Take the lines below from the first through the one that contains "headers and bodies." and copy them exactly.
———
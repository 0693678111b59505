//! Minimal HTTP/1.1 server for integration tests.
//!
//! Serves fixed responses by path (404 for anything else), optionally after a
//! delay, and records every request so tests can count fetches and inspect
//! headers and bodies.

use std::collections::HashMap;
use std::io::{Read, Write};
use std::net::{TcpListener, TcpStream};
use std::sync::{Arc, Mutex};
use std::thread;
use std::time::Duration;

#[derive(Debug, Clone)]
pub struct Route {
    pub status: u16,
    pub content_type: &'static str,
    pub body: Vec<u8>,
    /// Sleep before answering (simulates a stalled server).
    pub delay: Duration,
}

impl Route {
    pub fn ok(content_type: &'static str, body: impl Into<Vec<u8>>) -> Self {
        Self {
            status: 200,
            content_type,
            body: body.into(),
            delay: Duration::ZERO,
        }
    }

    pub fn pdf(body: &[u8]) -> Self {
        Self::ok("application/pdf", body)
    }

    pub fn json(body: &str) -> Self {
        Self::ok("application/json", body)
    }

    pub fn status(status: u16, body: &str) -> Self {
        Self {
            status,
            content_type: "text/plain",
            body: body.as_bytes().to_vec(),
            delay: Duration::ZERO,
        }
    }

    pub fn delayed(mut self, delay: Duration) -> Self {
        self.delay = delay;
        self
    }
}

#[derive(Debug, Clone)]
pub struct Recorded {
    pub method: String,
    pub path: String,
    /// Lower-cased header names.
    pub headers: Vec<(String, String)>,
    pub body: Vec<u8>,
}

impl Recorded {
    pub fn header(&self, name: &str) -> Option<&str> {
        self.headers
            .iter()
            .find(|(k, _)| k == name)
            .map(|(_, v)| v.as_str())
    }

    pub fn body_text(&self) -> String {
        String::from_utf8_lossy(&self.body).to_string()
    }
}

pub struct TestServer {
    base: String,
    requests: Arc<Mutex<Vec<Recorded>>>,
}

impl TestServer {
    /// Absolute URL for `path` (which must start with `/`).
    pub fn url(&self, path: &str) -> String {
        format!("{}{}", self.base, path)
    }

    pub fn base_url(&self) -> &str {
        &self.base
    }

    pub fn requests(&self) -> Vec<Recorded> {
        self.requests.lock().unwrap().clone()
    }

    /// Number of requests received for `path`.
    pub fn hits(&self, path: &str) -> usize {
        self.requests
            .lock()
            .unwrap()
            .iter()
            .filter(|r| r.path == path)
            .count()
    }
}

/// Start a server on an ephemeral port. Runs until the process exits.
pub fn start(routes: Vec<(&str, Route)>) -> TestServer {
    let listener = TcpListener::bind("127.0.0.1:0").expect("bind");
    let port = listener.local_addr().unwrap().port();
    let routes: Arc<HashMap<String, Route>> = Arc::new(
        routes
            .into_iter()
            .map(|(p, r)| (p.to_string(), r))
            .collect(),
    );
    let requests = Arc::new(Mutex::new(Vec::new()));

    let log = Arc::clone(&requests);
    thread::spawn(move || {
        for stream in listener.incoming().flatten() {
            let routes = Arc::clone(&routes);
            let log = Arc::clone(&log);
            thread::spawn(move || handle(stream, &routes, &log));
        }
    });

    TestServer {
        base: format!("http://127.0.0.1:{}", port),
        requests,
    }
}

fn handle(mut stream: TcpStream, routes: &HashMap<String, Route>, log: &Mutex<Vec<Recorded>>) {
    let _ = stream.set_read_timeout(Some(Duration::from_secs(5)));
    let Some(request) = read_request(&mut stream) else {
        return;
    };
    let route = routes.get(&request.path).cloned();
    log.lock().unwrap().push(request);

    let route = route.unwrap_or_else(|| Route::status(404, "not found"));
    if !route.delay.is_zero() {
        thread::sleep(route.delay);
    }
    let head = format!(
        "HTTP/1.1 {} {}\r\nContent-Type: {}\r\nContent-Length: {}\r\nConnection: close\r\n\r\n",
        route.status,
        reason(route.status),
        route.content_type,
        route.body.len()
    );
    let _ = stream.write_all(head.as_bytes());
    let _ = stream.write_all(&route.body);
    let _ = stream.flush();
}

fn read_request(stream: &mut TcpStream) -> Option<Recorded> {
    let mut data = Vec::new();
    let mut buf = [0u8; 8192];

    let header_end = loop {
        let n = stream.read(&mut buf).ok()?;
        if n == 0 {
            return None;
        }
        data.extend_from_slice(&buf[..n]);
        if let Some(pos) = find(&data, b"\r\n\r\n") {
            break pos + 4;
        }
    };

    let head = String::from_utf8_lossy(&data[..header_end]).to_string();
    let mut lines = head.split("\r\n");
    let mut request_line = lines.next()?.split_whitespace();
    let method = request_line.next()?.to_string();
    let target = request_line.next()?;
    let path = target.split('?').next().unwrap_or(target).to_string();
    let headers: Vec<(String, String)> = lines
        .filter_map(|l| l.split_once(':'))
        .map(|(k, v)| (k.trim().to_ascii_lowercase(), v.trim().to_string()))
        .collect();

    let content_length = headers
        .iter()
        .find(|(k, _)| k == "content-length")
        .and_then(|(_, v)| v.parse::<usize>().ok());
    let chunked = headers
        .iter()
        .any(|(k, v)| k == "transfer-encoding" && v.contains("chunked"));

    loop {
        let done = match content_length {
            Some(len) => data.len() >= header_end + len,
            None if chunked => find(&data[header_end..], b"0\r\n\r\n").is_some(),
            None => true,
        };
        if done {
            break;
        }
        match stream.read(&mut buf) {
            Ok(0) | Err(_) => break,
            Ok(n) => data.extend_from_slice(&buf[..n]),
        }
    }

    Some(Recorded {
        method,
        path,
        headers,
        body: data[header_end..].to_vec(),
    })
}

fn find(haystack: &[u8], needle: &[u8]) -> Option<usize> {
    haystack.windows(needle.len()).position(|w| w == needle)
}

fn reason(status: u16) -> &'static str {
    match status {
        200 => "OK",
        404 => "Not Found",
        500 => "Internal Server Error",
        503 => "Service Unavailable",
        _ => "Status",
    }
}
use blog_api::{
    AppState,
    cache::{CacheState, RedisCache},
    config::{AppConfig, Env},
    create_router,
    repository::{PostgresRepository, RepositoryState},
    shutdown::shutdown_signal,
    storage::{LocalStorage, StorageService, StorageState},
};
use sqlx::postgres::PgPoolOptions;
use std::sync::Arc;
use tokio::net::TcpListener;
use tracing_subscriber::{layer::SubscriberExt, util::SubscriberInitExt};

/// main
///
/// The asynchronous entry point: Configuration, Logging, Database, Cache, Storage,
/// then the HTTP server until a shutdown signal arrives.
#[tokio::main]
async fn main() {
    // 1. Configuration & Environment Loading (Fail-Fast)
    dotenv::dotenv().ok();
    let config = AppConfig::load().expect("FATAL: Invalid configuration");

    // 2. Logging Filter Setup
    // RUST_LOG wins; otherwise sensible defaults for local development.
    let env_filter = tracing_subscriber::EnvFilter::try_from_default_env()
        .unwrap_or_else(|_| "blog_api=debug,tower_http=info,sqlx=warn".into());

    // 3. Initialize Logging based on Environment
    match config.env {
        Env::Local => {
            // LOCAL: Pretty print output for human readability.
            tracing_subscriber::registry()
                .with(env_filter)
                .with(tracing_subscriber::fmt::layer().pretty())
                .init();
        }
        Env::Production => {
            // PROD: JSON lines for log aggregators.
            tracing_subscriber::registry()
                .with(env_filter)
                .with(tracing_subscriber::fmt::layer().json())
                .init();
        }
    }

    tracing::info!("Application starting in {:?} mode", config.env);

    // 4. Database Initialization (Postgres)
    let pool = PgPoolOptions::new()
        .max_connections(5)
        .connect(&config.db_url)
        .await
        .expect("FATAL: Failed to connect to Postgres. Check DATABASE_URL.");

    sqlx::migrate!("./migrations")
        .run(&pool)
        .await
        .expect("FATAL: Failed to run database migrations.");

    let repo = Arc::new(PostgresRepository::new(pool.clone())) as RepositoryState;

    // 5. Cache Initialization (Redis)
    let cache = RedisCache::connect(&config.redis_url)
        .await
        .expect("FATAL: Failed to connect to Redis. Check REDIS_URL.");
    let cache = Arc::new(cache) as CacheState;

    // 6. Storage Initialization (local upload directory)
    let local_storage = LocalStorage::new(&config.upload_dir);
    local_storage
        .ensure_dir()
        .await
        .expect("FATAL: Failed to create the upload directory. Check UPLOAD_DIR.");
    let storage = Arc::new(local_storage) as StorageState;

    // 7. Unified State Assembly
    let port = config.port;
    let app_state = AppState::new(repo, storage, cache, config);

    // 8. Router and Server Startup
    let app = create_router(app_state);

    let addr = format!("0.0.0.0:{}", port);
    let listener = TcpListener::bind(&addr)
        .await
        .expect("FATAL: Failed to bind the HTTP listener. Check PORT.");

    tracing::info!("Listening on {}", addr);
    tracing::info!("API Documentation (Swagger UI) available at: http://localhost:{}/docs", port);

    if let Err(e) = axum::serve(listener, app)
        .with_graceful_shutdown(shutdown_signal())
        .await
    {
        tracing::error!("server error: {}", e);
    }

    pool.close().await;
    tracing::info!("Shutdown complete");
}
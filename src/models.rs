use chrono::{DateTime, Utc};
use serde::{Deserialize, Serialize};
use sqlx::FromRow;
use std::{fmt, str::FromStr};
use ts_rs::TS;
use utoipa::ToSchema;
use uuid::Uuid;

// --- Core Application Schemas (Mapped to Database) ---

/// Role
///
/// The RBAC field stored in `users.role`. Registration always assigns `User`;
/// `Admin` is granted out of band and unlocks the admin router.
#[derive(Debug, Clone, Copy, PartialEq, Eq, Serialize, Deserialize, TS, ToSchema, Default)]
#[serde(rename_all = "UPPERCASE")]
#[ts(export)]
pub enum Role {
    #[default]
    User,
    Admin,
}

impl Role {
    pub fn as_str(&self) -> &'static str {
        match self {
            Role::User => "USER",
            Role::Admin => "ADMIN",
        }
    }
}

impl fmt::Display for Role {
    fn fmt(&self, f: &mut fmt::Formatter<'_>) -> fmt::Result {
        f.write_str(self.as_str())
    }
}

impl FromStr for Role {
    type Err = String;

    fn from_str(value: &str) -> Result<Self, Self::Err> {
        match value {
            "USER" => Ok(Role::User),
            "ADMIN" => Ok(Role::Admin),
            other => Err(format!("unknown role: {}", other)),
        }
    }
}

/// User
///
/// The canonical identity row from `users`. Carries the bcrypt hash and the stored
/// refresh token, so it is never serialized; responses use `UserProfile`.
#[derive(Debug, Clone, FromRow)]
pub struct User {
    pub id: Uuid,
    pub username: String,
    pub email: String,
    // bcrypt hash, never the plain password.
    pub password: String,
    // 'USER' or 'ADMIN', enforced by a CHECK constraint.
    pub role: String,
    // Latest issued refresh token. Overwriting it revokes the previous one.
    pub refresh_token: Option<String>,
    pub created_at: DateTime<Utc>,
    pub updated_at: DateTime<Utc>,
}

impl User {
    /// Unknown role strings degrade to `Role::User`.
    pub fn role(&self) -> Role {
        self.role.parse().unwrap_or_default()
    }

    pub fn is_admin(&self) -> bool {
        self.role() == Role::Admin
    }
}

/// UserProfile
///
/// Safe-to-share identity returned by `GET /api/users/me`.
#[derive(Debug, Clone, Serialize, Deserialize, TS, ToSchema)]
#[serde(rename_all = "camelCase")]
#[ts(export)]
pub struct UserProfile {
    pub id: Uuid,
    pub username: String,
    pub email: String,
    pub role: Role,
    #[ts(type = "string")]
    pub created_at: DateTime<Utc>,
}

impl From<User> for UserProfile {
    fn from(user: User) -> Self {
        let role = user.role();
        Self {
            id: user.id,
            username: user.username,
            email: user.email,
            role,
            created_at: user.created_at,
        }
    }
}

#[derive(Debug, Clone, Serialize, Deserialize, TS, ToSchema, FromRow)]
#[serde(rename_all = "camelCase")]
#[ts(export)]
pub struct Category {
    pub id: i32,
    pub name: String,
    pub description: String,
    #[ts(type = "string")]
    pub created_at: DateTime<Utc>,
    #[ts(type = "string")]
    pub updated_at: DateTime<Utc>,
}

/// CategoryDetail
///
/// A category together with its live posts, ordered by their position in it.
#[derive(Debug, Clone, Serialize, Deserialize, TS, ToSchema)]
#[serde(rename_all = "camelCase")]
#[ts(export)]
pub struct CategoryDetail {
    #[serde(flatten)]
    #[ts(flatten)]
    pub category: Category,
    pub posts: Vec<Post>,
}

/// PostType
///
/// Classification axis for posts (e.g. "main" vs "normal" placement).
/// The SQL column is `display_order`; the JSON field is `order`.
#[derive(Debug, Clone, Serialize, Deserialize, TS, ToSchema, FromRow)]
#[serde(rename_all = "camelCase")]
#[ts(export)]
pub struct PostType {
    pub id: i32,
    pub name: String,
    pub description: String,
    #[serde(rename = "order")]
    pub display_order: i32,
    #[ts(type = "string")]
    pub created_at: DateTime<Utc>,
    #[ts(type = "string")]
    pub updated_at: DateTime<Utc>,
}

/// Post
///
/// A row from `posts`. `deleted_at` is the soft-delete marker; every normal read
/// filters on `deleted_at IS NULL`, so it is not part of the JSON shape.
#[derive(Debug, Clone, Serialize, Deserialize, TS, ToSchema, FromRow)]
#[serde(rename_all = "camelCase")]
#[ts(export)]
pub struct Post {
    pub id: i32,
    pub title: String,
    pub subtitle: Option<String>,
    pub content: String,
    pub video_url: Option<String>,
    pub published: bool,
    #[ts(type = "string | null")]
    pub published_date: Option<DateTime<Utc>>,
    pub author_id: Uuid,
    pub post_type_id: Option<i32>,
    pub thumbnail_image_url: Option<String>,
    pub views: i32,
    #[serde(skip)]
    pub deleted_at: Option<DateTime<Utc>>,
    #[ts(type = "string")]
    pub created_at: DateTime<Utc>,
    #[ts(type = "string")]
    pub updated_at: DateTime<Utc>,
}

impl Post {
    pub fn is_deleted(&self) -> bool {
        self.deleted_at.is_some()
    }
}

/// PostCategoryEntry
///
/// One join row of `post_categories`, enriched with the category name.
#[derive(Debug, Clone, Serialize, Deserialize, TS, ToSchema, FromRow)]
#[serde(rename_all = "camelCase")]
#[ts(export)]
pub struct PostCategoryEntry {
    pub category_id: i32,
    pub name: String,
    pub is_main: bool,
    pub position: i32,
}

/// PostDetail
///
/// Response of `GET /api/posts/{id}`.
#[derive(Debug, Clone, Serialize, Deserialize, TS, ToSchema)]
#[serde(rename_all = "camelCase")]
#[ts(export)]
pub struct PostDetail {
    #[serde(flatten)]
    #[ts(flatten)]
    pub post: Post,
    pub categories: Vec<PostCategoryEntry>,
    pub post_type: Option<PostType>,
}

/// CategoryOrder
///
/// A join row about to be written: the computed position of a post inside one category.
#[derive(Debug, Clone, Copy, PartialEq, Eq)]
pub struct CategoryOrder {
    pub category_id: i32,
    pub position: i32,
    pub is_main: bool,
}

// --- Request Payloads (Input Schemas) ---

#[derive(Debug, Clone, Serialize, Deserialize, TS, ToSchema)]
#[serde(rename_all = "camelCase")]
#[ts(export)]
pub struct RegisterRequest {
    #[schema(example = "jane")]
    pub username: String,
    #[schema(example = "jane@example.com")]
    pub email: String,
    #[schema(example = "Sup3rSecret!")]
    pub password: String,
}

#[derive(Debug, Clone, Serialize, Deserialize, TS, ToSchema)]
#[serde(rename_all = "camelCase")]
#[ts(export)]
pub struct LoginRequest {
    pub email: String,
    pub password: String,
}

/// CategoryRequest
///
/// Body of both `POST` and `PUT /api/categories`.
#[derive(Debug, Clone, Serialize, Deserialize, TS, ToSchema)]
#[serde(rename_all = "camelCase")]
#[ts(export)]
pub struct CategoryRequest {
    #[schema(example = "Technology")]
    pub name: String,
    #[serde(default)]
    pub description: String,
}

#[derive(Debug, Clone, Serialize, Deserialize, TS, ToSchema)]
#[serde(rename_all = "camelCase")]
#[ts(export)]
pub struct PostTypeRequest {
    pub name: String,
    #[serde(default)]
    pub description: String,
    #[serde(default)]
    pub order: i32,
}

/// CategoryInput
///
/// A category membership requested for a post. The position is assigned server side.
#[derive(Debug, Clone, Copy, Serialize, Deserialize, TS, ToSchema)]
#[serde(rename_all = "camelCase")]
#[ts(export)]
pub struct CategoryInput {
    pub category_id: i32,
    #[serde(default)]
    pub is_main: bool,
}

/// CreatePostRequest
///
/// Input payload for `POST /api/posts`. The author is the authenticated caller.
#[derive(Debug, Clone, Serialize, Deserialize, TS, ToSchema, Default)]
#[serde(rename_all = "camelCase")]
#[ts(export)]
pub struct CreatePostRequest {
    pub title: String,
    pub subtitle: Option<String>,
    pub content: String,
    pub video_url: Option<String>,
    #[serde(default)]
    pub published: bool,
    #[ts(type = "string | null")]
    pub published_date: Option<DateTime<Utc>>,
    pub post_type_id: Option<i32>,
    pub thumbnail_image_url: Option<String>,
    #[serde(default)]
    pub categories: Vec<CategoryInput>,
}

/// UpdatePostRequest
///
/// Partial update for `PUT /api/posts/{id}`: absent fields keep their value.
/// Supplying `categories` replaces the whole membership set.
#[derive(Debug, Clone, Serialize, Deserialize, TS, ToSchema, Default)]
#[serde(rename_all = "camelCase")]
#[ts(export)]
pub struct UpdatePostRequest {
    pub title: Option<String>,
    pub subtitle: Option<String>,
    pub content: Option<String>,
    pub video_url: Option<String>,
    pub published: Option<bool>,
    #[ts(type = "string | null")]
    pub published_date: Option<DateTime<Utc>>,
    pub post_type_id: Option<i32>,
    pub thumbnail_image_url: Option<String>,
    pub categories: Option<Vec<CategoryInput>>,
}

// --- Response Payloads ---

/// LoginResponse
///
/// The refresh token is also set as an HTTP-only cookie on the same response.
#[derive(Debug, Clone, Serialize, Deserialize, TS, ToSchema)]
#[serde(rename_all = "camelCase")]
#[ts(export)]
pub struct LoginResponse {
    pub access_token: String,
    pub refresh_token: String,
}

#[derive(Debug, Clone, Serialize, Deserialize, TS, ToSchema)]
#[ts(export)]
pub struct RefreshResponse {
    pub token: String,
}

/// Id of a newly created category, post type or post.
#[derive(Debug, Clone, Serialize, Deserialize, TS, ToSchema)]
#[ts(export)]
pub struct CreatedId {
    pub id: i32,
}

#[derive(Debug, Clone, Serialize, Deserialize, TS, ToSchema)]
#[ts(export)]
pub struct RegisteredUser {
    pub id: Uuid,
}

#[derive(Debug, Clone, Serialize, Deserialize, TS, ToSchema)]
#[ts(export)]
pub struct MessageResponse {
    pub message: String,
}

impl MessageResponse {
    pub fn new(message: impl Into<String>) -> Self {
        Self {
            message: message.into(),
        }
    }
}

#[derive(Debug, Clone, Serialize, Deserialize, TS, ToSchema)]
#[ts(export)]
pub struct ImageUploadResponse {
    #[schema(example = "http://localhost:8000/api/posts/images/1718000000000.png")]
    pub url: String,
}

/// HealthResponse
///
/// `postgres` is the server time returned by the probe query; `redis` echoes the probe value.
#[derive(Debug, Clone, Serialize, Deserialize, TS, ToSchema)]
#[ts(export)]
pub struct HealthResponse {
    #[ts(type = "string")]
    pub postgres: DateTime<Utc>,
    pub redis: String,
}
———
WRITTEN SOLUTION
repository 0693678111b59505
//! Minimal HTTP/1.1 server for integration tests.
//!
//! Serves fixed responses by path (404 for anything else), optionally after a
//! delay, and records every request so tests can count fetches and inspect
//! headers and bodies.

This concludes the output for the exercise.